Question

Prove that the relation $R$ on $Z$ defined by $(a,b)\in R\iff$ $5$ divides $a-b$, is an equivalence relation on $Z$.

Answer 1

Let the relation be $R$ on $Z$ is given by $R=\{(a,b):5\text{divides}a-b\}$.
We observe the following properties of relation $R$
Reflexivity: for any $a\in Z$
$a-a=0=0\times 5$
$\Rightarrow$ $5$ divides $a-a\Rightarrow (a,a)\in R$
So, $R$ is relexive relation on $Z$
Symmetry: Let $a,b\in Z$ be such that
$(a,b)\in R$
$\Rightarrow$ $5$ divides $a-b$
$\Rightarrow$ $a-b=5\lambda$ for some $\lambda \in Z$
$\Rightarrow$ $b-a=5(-\lambda )$, where $-\lambda \in Z$
$\Rightarrow$ $5$ divides $b-a\Rightarrow (b,a)\in R$
Thus $(a,b)\in R\Rightarrow (b,a)\in R$. So, $R$ is a symmetric relation on $Z$.
Transitivity.

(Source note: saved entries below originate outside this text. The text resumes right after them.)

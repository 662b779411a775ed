use anyhow::{anyhow, bail, Context, Result};
use clap::{Parser, Subcommand};
use colored::Colorize;
use data_loader::{Dataset, ItemRecord};
use host::{HostConfig, SearchHost, SearchOutcome};
use pipeline::{Candidate, RankedItem, SearchEngine, SelectivityBand, SelectivityReport};
use predicates::SearchFile;
use rand::rngs::StdRng;
use rand::{Rng, SeedableRng};
use serde_json::json;
use std::path::{Path, PathBuf};
use std::sync::Arc;
use std::time::{Duration, Instant};
use tracing::{debug, info};

/// SiftRank - two-stage constraint ranking engine
#[derive(Parser)]
#[command(name = "siftrank")]
#[command(about = "Rank items against weighted constraints with incremental evaluation", long_about = None)]
struct Cli {
    /// Path to the item dataset (.dat)
    #[arg(short, long, default_value = "data/items.dat")]
    data: PathBuf,

    #[command(subcommand)]
    command: Commands,
}

#[derive(Subcommand)]
enum Commands {
    /// Write a synthetic dataset and a matching search file
    Generate {
        /// Number of items to generate
        #[arg(long, default_value = "100000")]
        items: u32,

        /// Seed for reproducible output
        #[arg(long)]
        seed: Option<u64>,

        /// Also write a sample search file here
        #[arg(long)]
        search: Option<PathBuf>,
    },

    /// Run a search and print the ranked items
    Search {
        /// Search file with predicate catalog and snapshot
        #[arg(long, default_value = "data/search.toml")]
        config: PathBuf,

        /// Work budget per engine step
        #[arg(long, default_value = "256")]
        iterations: usize,

        /// Print machine-readable JSON
        #[arg(long)]
        json: bool,

        /// Show the score breakdown of each result
        #[arg(long)]
        explain: bool,
    },

    /// Estimate how many items satisfy the hard constraints
    Estimate {
        /// Search file with predicate catalog and snapshot
        #[arg(long, default_value = "data/search.toml")]
        config: PathBuf,

        /// Print machine-readable JSON
        #[arg(long)]
        json: bool,
    },

    /// Run repeated searches through the async host and report latency
    Benchmark {
        /// Search file with predicate catalog and snapshot
        #[arg(long, default_value = "data/search.toml")]
        config: PathBuf,

        /// Number of searches to run
        #[arg(long, default_value = "50")]
        requests: usize,

        /// Start every search with an empty heavy-predicate cache
        #[arg(long)]
        cold: bool,

        /// Host tick interval in milliseconds
        #[arg(long, default_value = "1")]
        tick_ms: u64,

        /// Work budget per engine step
        #[arg(long, default_value = "256")]
        iterations: usize,
    },
}

#[tokio::main]
async fn main() -> Result<()> {
    // Initialize tracing
    tracing_subscriber::fmt()
        .with_env_filter(
            tracing_subscriber::EnvFilter::try_from_default_env()
                .unwrap_or_else(|_| tracing_subscriber::EnvFilter::new("info")),
        )
        .with_writer(std::io::stderr)
        .init();

    let cli = Cli::parse();

    match cli.command {
        Commands::Generate {
            items,
            seed,
            search,
        } => handle_generate(&cli.data, items, seed, search.as_deref())?,
        Commands::Search {
            config,
            iterations,
            json,
            explain,
        } => handle_search(&cli.data, &config, iterations, json, explain)?,
        Commands::Estimate { config, json } => handle_estimate(&cli.data, &config, json)?,
        Commands::Benchmark {
            config,
            requests,
            cold,
            tick_ms,
            iterations,
        } => handle_benchmark(&cli.data, &config, requests, cold, tick_ms, iterations).await?,
    }

    Ok(())
}

const BIOMES: [&str; 5] = ["forest", "desert", "tundra", "swamp", "plains"];
const TAGS: [(&str, f64); 4] = [("river", 0.3), ("village", 0.15), ("cave", 0.1), ("ruins", 0.05)];

const SAMPLE_SEARCH: &str = r#"[[predicate]]
id = "temperature"
kind = "range"
column = "temp"

[[predicate]]
id = "river"
kind = "tag"
tag = "river"

[[predicate]]
id = "biome"
kind = "group"
column = "biome"

[[predicate]]
id = "cave"
kind = "tag"
tag = "cave"
heavy = true

[[predicate]]
id = "ruins"
kind = "tag"
tag = "ruins"
heavy = true

[[predicate]]
id = "village"
kind = "tag"
tag = "village"

[params]
max_results = 10

[importance]
temperature = "must_have"
river = "must_have"
cave = "priority"
ruins = "preferred"
village = "must_not_have"

[ranges.temperature]
min = 12.0
max = 24.0

[groups.biome]
operator = "any"
members = { forest = "priority", swamp = "priority", desert = "ignored" }

[[fallback]]
importance = { river = "priority" }
"#;

/// Handle the 'generate' command
fn handle_generate(data: &Path, items: u32, seed: Option<u64>, search: Option<&Path>) -> Result<()> {
    info!(items, ?seed, "Generating synthetic dataset");
    let mut rng = match seed {
        Some(seed) => StdRng::seed_from_u64(seed),
        None => StdRng::from_os_rng(),
    };

    let start = Instant::now();
    let records: Vec<ItemRecord> = (0..items)
        .map(|id| {
            let mut record = ItemRecord::new(id)
                .with_number("elevation", rng.random_range(0.0..3000.0_f32))
                .with_number("light", rng.random::<f32>())
                .with_text("biome", BIOMES[rng.random_range(0..BIOMES.len())]);
            record = if rng.random_bool(0.02) {
                record.with_missing("temp")
            } else {
                record.with_number("temp", rng.random_range(-10.0..40.0_f32))
            };
            for (tag, probability) in TAGS {
                if rng.random_bool(probability) {
                    record = record.with_tag(tag);
                }
            }
            if rng.random_bool(0.01) {
                record = record.excluded();
            }
            record
        })
        .collect();

    if let Some(parent) = data.parent().filter(|p| !p.as_os_str().is_empty()) {
        std::fs::create_dir_all(parent)
            .with_context(|| format!("Failed to create {}", parent.display()))?;
    }
    data_loader::parser::write_items(data, &records)
        .with_context(|| format!("Failed to write {}", data.display()))?;
    println!(
        "{} Wrote {} items to {} in {:?}",
        "✓".green(),
        items,
        data.display(),
        start.elapsed()
    );

    if let Some(search) = search {
        std::fs::write(search, SAMPLE_SEARCH)
            .with_context(|| format!("Failed to write {}", search.display()))?;
        println!("{} Wrote sample search to {}", "✓".green(), search.display());
    }
    Ok(())
}

fn load(data: &Path, config: &Path) -> Result<(Arc<Dataset>, SearchFile)> {
    // Status goes to stderr so --json output stays parseable
    eprintln!("Loading dataset from {}...", data.display());
    let start = Instant::now();
    let dataset = Dataset::load_from_file(data).context("Failed to load item dataset")?;
    eprintln!(
        "{} Loaded {} items in {:?}",
        "✓".green(),
        dataset.len(),
        start.elapsed()
    );
    if !dataset.unresolved().is_empty() {
        eprintln!(
            "{} {} attributes could not be resolved",
            "!".yellow(),
            dataset.unresolved().len()
        );
    }
    let file = SearchFile::from_file(config)
        .with_context(|| format!("Failed to read search file {}", config.display()))?;
    Ok((Arc::new(dataset), file))
}

fn build_engine(dataset: Arc<Dataset>, file: &SearchFile) -> Result<SearchEngine> {
    let registry = file.registry().context("Failed to build predicate registry")?;
    if registry.is_empty() {
        bail!("Search file declares no predicates");
    }
    Ok(SearchEngine::new(dataset, registry))
}

/// Handle the 'search' command
fn handle_search(data: &Path, config: &Path, iterations: usize, json: bool, explain: bool) -> Result<()> {
    let (dataset, file) = load(data, config)?;
    let mut engine = build_engine(dataset, &file)?;

    let job = engine.create_job(file.config).context("Failed to start search")?;
    engine.run_to_completion(iterations.max(1));
    info!(job, state = ?engine.state(), "Search finished");

    let results = engine
        .results()
        .ok_or_else(|| anyhow!("Search did not complete"))?;
    let stats = engine.stats().ok_or_else(|| anyhow!("No job statistics"))?;

    if json {
        let output = json!({
            "results": results,
            "near_misses": engine.near_misses(),
            "stats": stats,
        });
        println!("{}", serde_json::to_string_pretty(&output)?);
        return Ok(());
    }

    print_results(results, explain);
    if results.is_empty() {
        print_near_misses(engine.near_misses());
    }

    println!();
    println!("{}", "Statistics:".bold());
    println!("  Elapsed: {:?} over {} steps", stats.elapsed, stats.steps);
    println!(
        "  Candidates: {} (processed {}, pruned {})",
        stats.candidates, stats.candidates_processed, stats.pruned
    );
    println!(
        "  Excluded by heavy MustNotHave: {}, below strictness: {}",
        stats.excluded, stats.below_strictness
    );
    println!(
        "  Heavy cache: {} hits, {} misses",
        stats.cache_hits, stats.cache_misses
    );
    if stats.relaxations > 0 {
        println!("  {} Strictness relaxed", "!".yellow());
    }
    if let Some(tier) = stats.fallback_tier {
        println!("  {} Used fallback tier {}", "!".yellow(), tier);
    }
    Ok(())
}

/// Handle the 'estimate' command
fn handle_estimate(data: &Path, config: &Path, json: bool) -> Result<()> {
    let (dataset, file) = load(data, config)?;
    let mut engine = build_engine(dataset, &file)?;
    let report = engine.estimate(&file.config).context("Failed to estimate selectivity")?;
    info!(band = %report.band, estimated = report.estimated_count, "Selectivity estimated");

    if json {
        println!("{}", serde_json::to_string_pretty(&report)?);
    } else {
        print_estimate(&report);
    }
    Ok(())
}

/// Handle the 'benchmark' command
async fn handle_benchmark(
    data: &Path,
    config: &Path,
    requests: usize,
    cold: bool,
    tick_ms: u64,
    iterations: usize,
) -> Result<()> {
    if requests == 0 {
        bail!("Benchmark needs at least one request");
    }
    let (dataset, file) = load(data, config)?;
    let host_config = HostConfig {
        tick: Duration::from_millis(tick_ms.max(1)),
        iterations: iterations.max(1),
        ..HostConfig::default()
    };

    let mut host = SearchHost::spawn(build_engine(dataset.clone(), &file)?, host_config);
    let mut timings = Vec::with_capacity(requests);
    let mut last: Option<SearchOutcome> = None;

    for _ in 0..requests {
        if cold {
            host.shutdown().await?;
            host = SearchHost::spawn(build_engine(dataset.clone(), &file)?, host_config);
        }
        let start = Instant::now();
        let outcome = host.search(file.config.clone()).await?.wait().await?;
        let elapsed = start.elapsed();
        debug!(job = outcome.job, ?elapsed, results = outcome.results.len(), "Benchmark search done");
        timings.push(elapsed);
        last = Some(outcome);
    }
    host.shutdown().await?;

    let total_time: Duration = timings.iter().sum();
    let avg_latency = total_time / timings.len() as u32;
    timings.sort();
    let percentile = |p: f64| timings[((timings.len() as f64 * p) as usize).min(timings.len() - 1)];
    let throughput = requests as f64 / total_time.as_secs_f64();

    println!("{}", "Benchmark results:".bold().blue());
    println!("Requests: {} ({} cache)", requests, if cold { "cold" } else { "warm" });
    println!("Total time: {:?}", total_time);
    println!("Average latency: {:?}", avg_latency);
    println!("P50 latency: {:?}", percentile(0.5));
    println!("P95 latency: {:?}", percentile(0.95));
    println!("P99 latency: {:?}", percentile(0.99));
    println!("Throughput: {:.2} searches/second", throughput);
    if let Some(outcome) = last {
        println!(
            "Last search: {} results, {} steps",
            outcome.results.len(),
            outcome.stats.steps
        );
    }
    Ok(())
}

/// Helper function to format and print ranked items
fn print_results(results: &[RankedItem], explain: bool) {
    println!("{}", "Ranked items:".bold().blue());
    if results.is_empty() {
        println!("  {}", "No item satisfies the constraints".yellow());
    }
    for (rank, result) in results.iter().enumerate() {
        println!(
            "{}. item {} - Score: {:.3}",
            (rank + 1).to_string().green(),
            result.item,
            result.score
        );
        if explain {
            let b = &result.breakdown;
            println!(
                "   hard {:.2} | critical {:.3} x {:.2} | scoring {:.3} x {:.2} | aux {:.3} x {:.2} | penalty {:.3}",
                b.hard_fraction,
                b.critical,
                b.critical_weight,
                b.scoring,
                b.scoring_weight,
                b.auxiliary,
                b.auxiliary_weight,
                b.penalty
            );
        }
    }
}

fn print_near_misses(near_misses: &[Candidate]) {
    if near_misses.is_empty() {
        return;
    }
    println!();
    println!(
        "{} items missed exactly one MustHave constraint:",
        near_misses.len().to_string().yellow()
    );
    for candidate in near_misses.iter().take(10) {
        println!(
            "  item {} (best possible score {:.3})",
            candidate.item, candidate.upper_bound
        );
    }
}

fn print_estimate(report: &SelectivityReport) {
    let band = match report.band {
        SelectivityBand::Impossible | SelectivityBand::VeryLow => report.band.to_string().red(),
        SelectivityBand::Low => report.band.to_string().yellow(),
        _ => report.band.to_string().green(),
    };
    println!("{}", "Selectivity estimate:".bold().blue());
    println!(
        "  ~{:.0} of {} items ({:.2}%) - {}",
        report.estimated_count,
        report.total_items,
        report.joint_ratio * 100.0,
        band
    );
    for predicate in &report.predicates {
        println!(
            "  {} {} [{:?}]: {} items ({:.2}%)",
            "•".cyan(),
            predicate.id,
            predicate.importance,
            predicate.matches,
            predicate.ratio * 100.0
        );
    }
    if !report.suggestions.is_empty() {
        println!("{}", "If fewer MustHave constraints had to match:".bold());
        for suggestion in &report.suggestions {
            println!(
                "  {} of {}: ~{:.0} items ({})",
                suggestion.required, suggestion.of, suggestion.estimated_count, suggestion.band
            );
        }
    }
}
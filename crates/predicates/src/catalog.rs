//! Predicate declarations read from configuration files.
//!
//! A search file carries both the predicate catalog (what can be asked) and
//! the snapshot (what is asked this time):
//!
//! ```toml
//! [[predicate]]
//! id = "temperature"
//! kind = "range"
//! column = "temp"
//!
//! [[predicate]]
//! id = "cave"
//! kind = "tag"
//! tag = "cave"
//! heavy = true
//!
//! [importance]
//! cave = "must_have"
//! ```

use serde::{Deserialize, Serialize};
use std::path::Path;
use std::sync::Arc;

use crate::builtin::{CategoryPredicate, GroupPredicate, RangePredicate, TagPredicate, WholeDataset};
use crate::config::SearchConfig;
use crate::error::{ConfigError, Result};
use crate::registry::PredicateRegistry;
use crate::traits::Predicate;

/// Shape of a declared predicate.
#[derive(Debug, Clone, PartialEq, Serialize, Deserialize)]
#[serde(tag = "kind", rename_all = "snake_case")]
pub enum PredicateKind {
    Range { column: String },
    Tag { tag: String },
    Category { column: String, value: String },
    /// Categorical group when `column` is set, tag group otherwise
    Group { column: Option<String> },
}

/// One `[[predicate]]` entry.
#[derive(Debug, Clone, PartialEq, Serialize, Deserialize)]
pub struct PredicateSpec {
    pub id: String,
    #[serde(flatten)]
    pub kind: PredicateKind,
    #[serde(default)]
    pub heavy: bool,
    #[serde(default = "default_chunkable")]
    pub chunkable: bool,
}

fn default_chunkable() -> bool {
    true
}

impl PredicateSpec {
    pub fn build(&self) -> Result<Arc<dyn Predicate>> {
        if self.id.trim().is_empty() {
            return Err(ConfigError::InvalidPredicate {
                id: self.id.clone(),
                reason: "empty id".to_string(),
            });
        }
        let predicate: Arc<dyn Predicate> = match &self.kind {
            PredicateKind::Range { column } => {
                let p = RangePredicate::new(&self.id, column);
                if self.heavy { Arc::new(p.heavy()) } else { Arc::new(p) }
            }
            PredicateKind::Tag { tag } => {
                let p = TagPredicate::new(&self.id, tag);
                if self.heavy { Arc::new(p.heavy()) } else { Arc::new(p) }
            }
            PredicateKind::Category { column, value } => {
                let p = CategoryPredicate::new(&self.id, column, value);
                if self.heavy { Arc::new(p.heavy()) } else { Arc::new(p) }
            }
            PredicateKind::Group { column } => {
                let p = match column {
                    Some(column) => GroupPredicate::category(&self.id, column),
                    None => GroupPredicate::tags(&self.id),
                };
                if self.heavy { Arc::new(p.heavy()) } else { Arc::new(p) }
            }
        };
        if self.chunkable {
            Ok(predicate)
        } else {
            Ok(Arc::new(WholeDataset::new(predicate)))
        }
    }
}

/// Build a registry from catalog entries.
pub fn build_registry(specs: &[PredicateSpec]) -> Result<PredicateRegistry> {
    let mut registry = PredicateRegistry::new();
    for spec in specs {
        registry.register(spec.build()?)?;
    }
    Ok(registry)
}

/// Catalog plus snapshot, as stored in one TOML file.
#[derive(Debug, Clone, Default, Serialize, Deserialize)]
pub struct SearchFile {
    #[serde(default, rename = "predicate")]
    pub predicates: Vec<PredicateSpec>,
    #[serde(flatten)]
    pub config: SearchConfig,
}

impl SearchFile {
    pub fn from_toml_str(content: &str) -> Result<Self> {
        let file: SearchFile = toml::from_str(content)?;
        file.config.validate()?;
        Ok(file)
    }

    pub fn from_file(path: &Path) -> Result<Self> {
        let content = std::fs::read_to_string(path).map_err(|source| ConfigError::Io {
            path: path.display().to_string(),
            source,
        })?;
        Self::from_toml_str(&content)
    }

    pub fn registry(&self) -> Result<PredicateRegistry> {
        build_registry(&self.predicates)
    }
}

Let $a,b,c\in Z$ be such that $(a,b)\in R$ and $(b,c)\in R$. Then,
$(a,b)\in R\Rightarrow 5$ divides $a-b\Rightarrow a-b=5\lambda$ for some $\lambda \in Z$
and $(b,c)\in R\Rightarrow 5$ divides $b-c\Rightarrow b-c=5\mu$ for some $\mu \in Z$
$\therefore$ $a-b+b-c=5(\lambda +\mu )$
$\Rightarrow$ $a-c=5(\lambda +\mu )$, where $\lambda +\mu \in Z$
$\Rightarrow$ $5$ divides $a-c$
$\Rightarrow$ $(a,c)\in R$
thus, $(a,b)\in R$ and $(b,c)\in R\Rightarrow (a,c)\in R$
So, $R$ is a transitive relation on $Z$
Hence, $R$ is an equivalence relation on $Z$.